Como curiosidade, vale ressaltar que meta-análises não necessariamente precisam ser realizadas a partir de ensaios clínicos, apesar de esses serem os estudos mais comuns para serem avaliados numa meta-análise. Atualmente é relativamente comum vermos meta-análises conduzidas a partir de estudos de coorte, por exemplo.
Considerações finais
De forma esquemática, podemos apresentar os principais tipos de estudos científicos da seguinte forma:
Como os ensaios clínicos, quando bem delineados e conduzidos, conseguem isolar a variável de interesse e controlar grande parte dos possíveis fatores de confundimento, a determinação da relação de causa e efeito é muito mais factível com esse tipo de estudo.
No nosso exemplo anterior, de uma população dividida em Dieta Convencional ou Dieta Mediterrânea, caso as pessoas que foram aconselhadas a seguirem a Dieta Mediterrânea (grupo tratamento) apresentem maior perda de peso do que as pessoas que seguiram a Dieta Convencional (grupo controle) — e desde que as demais variáveis sejam bem controladas —, podemos dizer que tal resultado foi um efeito do tratamento ou da intervenção nutricional. E quando temos um efeito, temos uma causa.
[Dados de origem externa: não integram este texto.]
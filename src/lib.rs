//! # libswitch Core Library
//!
//! This crate contains the switching engine behind the `libswitch` tool: it flips a project's
//! dependencies between a local checkout (`file:../my-lib`) and the published package, and keeps
//! the `compilerOptions.paths` aliases in `tsconfig.json` pointing at the right place.
//!
//! The libraries under control are declared in the project's `package.json`:
//!
//! ```json
//! {
//!   "libswitch": [
//!     { "name": "ui-kit", "local": "file:../ui-kit", "remote": "ui-kit@^2", "alias": "src/index.ts" }
//!   ]
//! }
//! ```
//!
//! ## Modules Overview
//! - [`manifest`] – Reading and reloading `package.json`
//! - [`registry`] – The validated list of managed libraries
//! - [`mode`] – Deriving local/remote mode from the manifest
//! - [`installer`] – Running the external package manager
//! - [`alias`] – Synchronizing path aliases in the alias file
//! - [`switcher`] – The [`Libswitch`] engine tying it all together
//! - [`global`] – User-wide settings (installer command, alias file)
//! - [`error`] – The [`SwitchError`] taxonomy


pub mod error;
pub mod manifest;
pub mod registry;
pub mod mode;
pub mod util;
pub mod installer;
pub mod alias;
pub mod switcher;
pub mod global;

pub use error::*;
pub use manifest::*;
pub use registry::*;
pub use mode::Mode;
pub use installer::*;
pub use alias::{AliasMapping, AliasSync};
pub use switcher::*;
pub use global::config::Settings;
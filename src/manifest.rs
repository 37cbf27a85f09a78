use std::path::{Path, PathBuf};
use std::str::FromStr;
use serde::Deserialize;
use serde_json::{Map, Value};
use tracing::debug;
use crate::error::{Result, SwitchError};
use crate::util::find_manifest;

/// An in-memory parse of a `package.json`.
///
/// Only the sections the engine reads are kept. Everything else in the file
/// is ignored, and the engine never writes the manifest back: the external
/// installer owns it.
#[derive(Deserialize, Debug, Default, Clone, PartialEq)]
#[serde(rename_all = "camelCase")]
pub struct ManifestSnapshot {
    /// Production dependency declarations (`name -> specifier`).
    #[serde(default)]
    pub dependencies: Option<Map<String, Value>>,
    /// Development dependency declarations.
    #[serde(default)]
    pub dev_dependencies: Option<Map<String, Value>>,
    /// The raw `libswitch` section: a single record or a list of records.
    #[serde(default)]
    pub libswitch: Option<Value>,
}

impl ManifestSnapshot {
    /// Returns the declared specifier for `name`.
    ///
    /// `dependencies` wins over `devDependencies`; an empty or non-string
    /// value counts as undeclared and falls through to the next section.
    pub fn dependency(&self, name: &str) -> Option<&str> {
        [&self.dependencies, &self.dev_dependencies]
            .into_iter()
            .flatten()
            .filter_map(|section| section.get(name).and_then(Value::as_str))
            .find(|spec| !spec.is_empty())
    }
}

impl FromStr for ManifestSnapshot {
    type Err = serde_json::Error;

    fn from_str(s: &str) -> std::result::Result<Self, Self::Err> {
        serde_json::from_str(s)
    }
}

/// Owns the path of the project manifest and its latest snapshot.
#[derive(Debug)]
pub struct Manifest {
    path: PathBuf,
    snapshot: ManifestSnapshot,
}

impl Manifest {
    /// Locates `package.json` in `start` or the closest parent and loads it.
    ///
    /// # Errors
    /// [`SwitchError::ManifestNotFound`] if no manifest exists upward from
    /// `start`, otherwise the errors of [`Manifest::load`].
    pub fn discover<P: AsRef<Path>>(start: P) -> Result<Manifest> {
        let path = find_manifest(start.as_ref()).ok_or_else(|| SwitchError::ManifestNotFound {
            start: start.as_ref().to_path_buf(),
        })?;
        Manifest::load(path)
    }

    /// Loads the manifest at `path`.
    ///
    /// # Errors
    /// Returns an error if the file can't be read or is not valid JSON.
    pub fn load<P: AsRef<Path>>(path: P) -> Result<Manifest> {
        let path = path.as_ref().to_path_buf();
        let snapshot = read_snapshot(&path)?;
        Ok(Manifest { path, snapshot })
    }

    /// Re-reads the manifest from disk, replacing the current snapshot.
    ///
    /// Called after every install, since the installer rewrites the file.
    pub fn reload(&mut self) -> Result<&ManifestSnapshot> {
        self.snapshot = read_snapshot(&self.path)?;
        debug!(path = %self.path.display(), "manifest reloaded");
        Ok(&self.snapshot)
    }

    pub fn snapshot(&self) -> &ManifestSnapshot {
        &self.snapshot
    }

    pub fn path(&self) -> &Path {
        &self.path
    }

    /// The project root, i.e. the directory holding the manifest.
    pub fn root(&self) -> &Path {
        self.path.parent().unwrap_or_else(|| Path::new("."))
    }
}

fn read_snapshot(path: &Path) -> Result<ManifestSnapshot> {
    let content = std::fs::read_to_string(path).map_err(|source| SwitchError::ManifestRead {
        path: path.to_path_buf(),
        source,
    })?;
    content.parse::<ManifestSnapshot>().map_err(|source| SwitchError::ManifestParse {
        path: path.to_path_buf(),
        source,
    })
}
Assim, temos uma relação de causa e efeito no estudo, onde as pessoas que seguiram a Dieta Mediterrânea perderam mais peso por causa dessa intervenção nutricional.
Por outro lado, os estudos observacionais são basicamente incapazes de apresentar, de forma clara e direta, qualquer tipo de relação de causa e efeito. É possível identificar apenas associações.